Optical and Structural Characterization of Terbium-Doped Y2SiO5 Phosphor Particles

The structural and the optical properties of terbium-doped yttrium oxyorthosilicate phosphor particles were analyzed. The samples were prepared through an aqueous sol-gel route and investigated in a large doping concentration range (ranging from 0.001% to 10%). The structural properties were studied by joint approach of X-ray measurements and Raman analysis, revealing the same principal structural phase (C2/c space group) independently of the Tb concentration.
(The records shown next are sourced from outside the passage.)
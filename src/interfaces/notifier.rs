//! Delivery-channel seam.
//!
//! Push, email and SMS delivery are external glue. Services call the
//! [`Notifier`] after their transaction commits; a failed delivery is
//! logged and never rolls back settlement or draw results.

use async_trait::async_trait;
use tracing::info;

/// Result type for delivery attempts.
pub type DeliveryResult = std::result::Result<(), Box<dyn std::error::Error + Send + Sync>>;

/// Fire-and-forget delivery to a user.
///
/// Implementations wrap whatever channels the platform has wired up.
/// They must not assume the caller retries: a returned error is logged
/// and dropped.
#[async_trait]
pub trait Notifier: Send + Sync {
    /// Deliver a message to one user.
    async fn notify(
        &self,
        user_id: i64,
        kind: &str,
        title: &str,
        message: &str,
        data: serde_json::Value,
    ) -> DeliveryResult;
}

/// Default sink that records deliveries in the log stream.
pub struct TracingNotifier;

#[async_trait]
impl Notifier for TracingNotifier {
    async fn notify(
        &self,
        user_id: i64,
        kind: &str,
        title: &str,
        _message: &str,
        _data: serde_json::Value,
    ) -> DeliveryResult {
        info!(user_id, kind, title, "notification dispatched");
        Ok(())
    }
}
use crate::error::BenchError;
use crate::record::TimingRecord;
use anyhow::{anyhow, Context, Result};
use std::collections::BTreeMap;
use std::fs;
use std::path::Path;

pub const ELAPSED_PREFIX: &str = "Elapsed time: ";
pub const ELAPSED_SUFFIX: &str = " Seconds";

/// Decodes a cell directory name such as
/// `tipinner.on_siterepeats.off_simd.avx2` into its attributes.
pub fn parse_cell_name(name: &str) -> Result<BTreeMap<String, String>, BenchError> {
    let mut attrs = BTreeMap::new();
    for token in name.split('_') {
        match token.split_once('.') {
            Some((key, value)) if !key.is_empty() => {
                attrs.insert(key.to_string(), value.to_string());
            }
            _ => {
                return Err(BenchError::MalformedCellName {
                    name: name.to_string(),
                    token: token.to_string(),
                })
            }
        }
    }
    Ok(attrs)
}

/// Reads the elapsed time from the second-to-last line of a raxml-ng log.
/// Anything other than a well-formed timing line yields infinity.
pub fn parse_elapsed(log: &str) -> f64 {
    let lines: Vec<&str> = log.lines().collect();
    if lines.len() < 2 {
        return f64::INFINITY;
    }
    lines[lines.len() - 2]
        .strip_prefix(ELAPSED_PREFIX)
        .and_then(|rest| {
            rest.strip_suffix(ELAPSED_SUFFIX)
                .or_else(|| rest.strip_suffix(" seconds"))
        })
        .and_then(|value| value.trim().parse::<f64>().ok())
        .filter(|t| !t.is_nan() && *t >= 0.0)
        .unwrap_or(f64::INFINITY)
}

pub fn parse_log(path: &Path) -> Result<TimingRecord> {
    let cell_name = path
        .parent()
        .and_then(|p| p.file_name())
        .and_then(|n| n.to_str())
        .ok_or_else(|| anyhow!("log file has no cell directory: {}", path.display()))?;
    let attrs = parse_cell_name(cell_name)?;
    let bytes = fs::read(path).with_context(|| format!("failed to read {}", path.display()))?;
    let time = parse_elapsed(&String::from_utf8_lossy(&bytes));
    Ok(TimingRecord::from_attributes(cell_name, &attrs, time)?)
}

#[cfg(test)]
mod tests {
    use super::*;
    use crate::fsio::{ensure_dir, temp_root};
    use crate::params::{Simd, Toggle};

    #[test]
    fn cell_name_decodes_to_attribute_map() {
        let attrs = parse_cell_name("tipinner.on_siterepeats.off_simd.avx2").unwrap();
        let expected: BTreeMap<String, String> = [
            ("tipinner", "on"),
            ("siterepeats", "off"),
            ("simd", "avx2"),
        ]
        .iter()
        .map(|(k, v)| (k.to_string(), v.to_string()))
        .collect();
        assert_eq!(attrs, expected);
    }

    #[test]
    fn cell_name_without_key_value_tokens_is_fatal() {
        for bad in ["exp_125", "tipinner.on_siterepeats", "", ".on_simd.avx"] {
            let err = parse_cell_name(bad).expect_err(bad);
            assert!(matches!(err, BenchError::MalformedCellName { .. }), "{}", bad);
        }
    }

    #[test]
    fn elapsed_time_is_read_from_second_to_last_line() {
        let log = "RAxML-NG v. 1.2.0\nFinal LogLikelihood: -1234.5\nElapsed time: 3.250000 Seconds\n\n";
        assert_eq!(parse_elapsed(log), 3.25);
        let lowercase = "search done\nElapsed time: 0.529 seconds\n\n";
        assert_eq!(parse_elapsed(lowercase), 0.529);
    }

    #[test]
    fn unusable_timing_lines_become_infinite() {
        assert!(parse_elapsed("start\nElapsed time: ERROR Seconds\n\n").is_infinite());
        assert!(parse_elapsed("start\nERROR: alignment file not found\n\n").is_infinite());
        assert!(parse_elapsed("Elapsed time: 3.25 Seconds").is_infinite());
        assert!(parse_elapsed("").is_infinite());
        assert!(parse_elapsed("a\nElapsed time: -1 Seconds\n\n").is_infinite());
    }

    #[test]
    fn parse_log_combines_directory_and_contents() {
        let root = temp_root("parse_log");
        let cell = root.join("tipinner.off_siterepeats.on_simd.avx");
        ensure_dir(&cell).unwrap();
        let log = cell.join("125.phy.raxml.log");
        fs::write(&log, "x\nElapsed time: 10.5 Seconds\n\n").unwrap();
        let rec = parse_log(&log).unwrap();
        assert_eq!(rec.tipinner, Toggle::Off);
        assert_eq!(rec.siterepeats, Toggle::On);
        assert_eq!(rec.simd, Simd::Avx);
        assert_eq!(rec.time, 10.5);
        let _ = fs::remove_dir_all(root);
    }
}
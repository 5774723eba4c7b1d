use crate::error::BenchError;
use crate::fsio::atomic_write_bytes;
use anyhow::{Context, Result};
use rand::rngs::OsRng;
use rand::RngCore;
use std::fs;
use std::path::Path;

pub const SEED_FILE: &str = ".seed";

/// Returns the seed shared by every cell of the dataset rooted at
/// `dataset_dir`, creating and persisting it on first use.
///
/// A seed file that does not hold a u32 is an error. Replacing it would make
/// a resumed run incomparable with the cells that already finished.
pub fn get_seed(dataset_dir: &Path) -> Result<u32> {
    let path = dataset_dir.join(SEED_FILE);
    if path.exists() {
        let raw = fs::read_to_string(&path)
            .with_context(|| format!("failed to read seed file {}", path.display()))?;
        let seed = raw.trim().parse::<u32>().map_err(|_| BenchError::CorruptSeed {
            path: path.clone(),
            content: raw.trim().to_string(),
        })?;
        return Ok(seed);
    }

    let mut bytes = [0u8; 4];
    OsRng.fill_bytes(&mut bytes);
    let seed = u32::from_be_bytes(bytes);
    atomic_write_bytes(&path, seed.to_string().as_bytes())?;
    tracing::debug!(seed, path = %path.display(), "generated dataset seed");
    Ok(seed)
}
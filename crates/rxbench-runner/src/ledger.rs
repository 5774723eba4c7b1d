//! Completion ledger for datasets and cells.
//!
//! Keys are paths relative to the experiments directory, e.g. `exp_125` for a
//! dataset and `exp_125/tipinner.on_siterepeats.off_simd.avx` for a cell.

use crate::fsio::{atomic_write_bytes, ensure_dir};
use anyhow::Result;
use chrono::Utc;
use std::collections::BTreeSet;
use std::fs;
use std::path::PathBuf;

pub const DONE_MARKER: &str = ".done";

pub trait Ledger {
    fn is_done(&self, key: &str) -> Result<bool>;
    fn mark_done(&mut self, key: &str) -> Result<()>;
    fn reset(&mut self, key: &str) -> Result<()>;
}

/// Stores each completed key as a `.done` file inside `<root>/<key>/`.
#[derive(Debug, Clone)]
pub struct SentinelLedger {
    root: PathBuf,
}

impl SentinelLedger {
    pub fn new(root: impl Into<PathBuf>) -> Self {
        Self { root: root.into() }
    }

    fn marker_path(&self, key: &str) -> PathBuf {
        self.root.join(key).join(DONE_MARKER)
    }
}

impl Ledger for SentinelLedger {
    fn is_done(&self, key: &str) -> Result<bool> {
        Ok(self.marker_path(key).is_file())
    }

    fn mark_done(&mut self, key: &str) -> Result<()> {
        let path = self.marker_path(key);
        if let Some(parent) = path.parent() {
            ensure_dir(parent)?;
        }
        let payload = format!("{}\n", Utc::now().to_rfc3339());
        atomic_write_bytes(&path, payload.as_bytes())
    }

    fn reset(&mut self, key: &str) -> Result<()> {
        match fs::remove_file(self.marker_path(key)) {
            Ok(()) => Ok(()),
            Err(e) if e.kind() == std::io::ErrorKind::NotFound => Ok(()),
            Err(e) => Err(e.into()),
        }
    }
}

#[derive(Debug, Default, Clone)]
pub struct MemoryLedger {
    done: BTreeSet<String>,
}

impl MemoryLedger {
    pub fn new() -> Self {
        Self::default()
    }
}

impl Ledger for MemoryLedger {
    fn is_done(&self, key: &str) -> Result<bool> {
        Ok(self.done.contains(key))
    }

    fn mark_done(&mut self, key: &str) -> Result<()> {
        self.done.insert(key.to_string());
        Ok(())
    }

    fn reset(&mut self, key: &str) -> Result<()> {
        self.done.remove(key);
        Ok(())
    }
}

pub fn cell_key(dataset_dir_name: &str, cell_name: &str) -> String {
    format!("{}/{}", dataset_dir_name, cell_name)
}
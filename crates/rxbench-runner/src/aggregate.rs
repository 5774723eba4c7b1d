use crate::dataset::Dataset;
use crate::fsio::{atomic_write_bytes, atomic_write_json_pretty};
use crate::logparse::parse_log;
use crate::params::{Simd, Toggle};
use crate::record::{ResultSet, TimingRecord, RECORD_FIELDS};
use anyhow::{anyhow, Context, Result};
use serde::Serialize;
use std::fmt::Write as _;
use std::fs;
use std::path::Path;
use walkdir::WalkDir;

pub const TIMES_JSON: &str = "times.json";
pub const TIMES_CSV: &str = "times.csv";

/// Parses every `*.log` under a dataset's experiment directory and writes
/// `times.json` and `times.csv` next to the cells.
pub fn summarize(dataset_dir: &Path) -> Result<Vec<TimingRecord>> {
    let mut records = Vec::new();
    for entry in WalkDir::new(dataset_dir).min_depth(1).sort_by_file_name() {
        let entry = entry?;
        if !entry.file_type().is_file() {
            continue;
        }
        if entry.path().extension().and_then(|e| e.to_str()) != Some("log") {
            continue;
        }
        let record = parse_log(entry.path())
            .with_context(|| format!("failed to summarize {}", dataset_dir.display()))?;
        records.push(record);
    }
    atomic_write_json_pretty(&dataset_dir.join(TIMES_JSON), &records)?;
    atomic_write_bytes(&dataset_dir.join(TIMES_CSV), &records_to_csv(&records)?)?;
    Ok(records)
}

fn records_to_csv(records: &[TimingRecord]) -> Result<Vec<u8>> {
    let mut wtr = csv::WriterBuilder::new()
        .has_headers(false)
        .from_writer(Vec::new());
    wtr.write_record(RECORD_FIELDS)?;
    for record in records {
        wtr.serialize(record)?;
    }
    wtr.into_inner()
        .map_err(|e| anyhow!("failed to flush csv: {}", e.error()))
}

pub fn load_times(dataset_dir: &Path) -> Result<Vec<TimingRecord>> {
    let path = dataset_dir.join(TIMES_JSON);
    let bytes = fs::read(&path).with_context(|| format!("missing {}", path.display()))?;
    Ok(serde_json::from_slice(&bytes)?)
}

pub fn save_results(path: &Path, results: &ResultSet) -> Result<()> {
    atomic_write_bytes(path, &serde_json::to_vec(results)?)
}

pub fn load_results(path: &Path) -> Result<ResultSet> {
    let bytes = fs::read(path).with_context(|| format!("missing results {}", path.display()))?;
    serde_json::from_slice(&bytes).with_context(|| format!("corrupt results {}", path.display()))
}

/// Merges every dataset's `times.json` into one result set in `datasets`
/// order, persists it as `blob_path` and writes the rendered report to
/// `report_path`.
pub fn build_table(
    experiments_dir: &Path,
    datasets: &[Dataset],
    blob_path: &Path,
    report_path: &Path,
) -> Result<ResultSet> {
    let mut results = ResultSet::new();
    for dataset in datasets {
        let records = load_times(&experiments_dir.join(dataset.dir_name()))?;
        results.insert(dataset.name.clone(), records);
    }
    save_results(blob_path, &results)?;
    atomic_write_bytes(report_path, render_table(&results).as_bytes())?;
    Ok(results)
}

/// Fixed-width report. Each column is `len(header) + 4` wide with values
/// right-aligned; a longer value pushes the rest of its row over.
pub fn render_table(results: &ResultSet) -> String {
    let widths: Vec<usize> = RECORD_FIELDS.iter().map(|h| h.len() + 4).collect();
    let mut out = String::new();
    for (dataset, records) in results.iter() {
        let _ = writeln!(out, "# {}", dataset);
        for (header, width) in RECORD_FIELDS.iter().zip(&widths) {
            let _ = write!(out, "{:>width$}", header, width = width);
        }
        out.push('\n');
        for (header, width) in RECORD_FIELDS.iter().zip(&widths) {
            let _ = write!(out, "{:>width$}", "-".repeat(header.len()), width = width);
        }
        out.push('\n');
        for record in records {
            for (field, width) in record.fields().iter().zip(&widths) {
                let _ = write!(out, "{:>width$}", field, width = width);
            }
            out.push('\n');
        }
        out.push('\n');
    }
    out
}

#[derive(Debug, Clone, PartialEq, Serialize)]
pub struct DatasetRatio {
    pub dataset: String,
    pub best_time: f64,
    pub avx2_site_repeats_time: f64,
    pub ratio: f64,
}

/// How far the avx2 + site-repeats configuration is from the fastest run of
/// each dataset. A dataset without that configuration reports 0.
pub fn site_repeat_ratios(results: &ResultSet) -> Vec<DatasetRatio> {
    results
        .iter()
        .map(|(dataset, records)| {
            let best_time = records
                .iter()
                .map(|r| r.time)
                .fold(f64::INFINITY, f64::min);
            let avx2_site_repeats_time = records
                .iter()
                .filter(|r| r.siterepeats == Toggle::On && r.simd == Simd::Avx2)
                .last()
                .map(|r| r.time)
                .unwrap_or(0.0);
            DatasetRatio {
                dataset: dataset.to_string(),
                best_time,
                avx2_site_repeats_time,
                ratio: avx2_site_repeats_time / best_time,
            }
        })
        .collect()
}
Radio luminescence measurements, excitation of photoluminescence, and time-resolved luminescence indicated a very efficient charge transfer mechanism from the excited level D-5(3) to D-5(4) level of Tb3+. A simple three-level kinetics model was applied to explain the experimental data and to give an estimation of the efficiency of the charge transfer process as a function of terbium doping. Finally, we give an estimation of the high absolute fluorescence quantum yield (0.95) for the sat D-5(4) recombinations, almost independent of the Tb concentrations, showing that, from this level, there are no efficient nonradiative channels. The results disclose the heavy Tb-doped Y2SiO5 matrix as good candidate for the development of efficient UV light-emitting-diode-excited green phosphor in mercury-free fluorescent lamps and for a new generation of scintillator panels for X-ray radiography.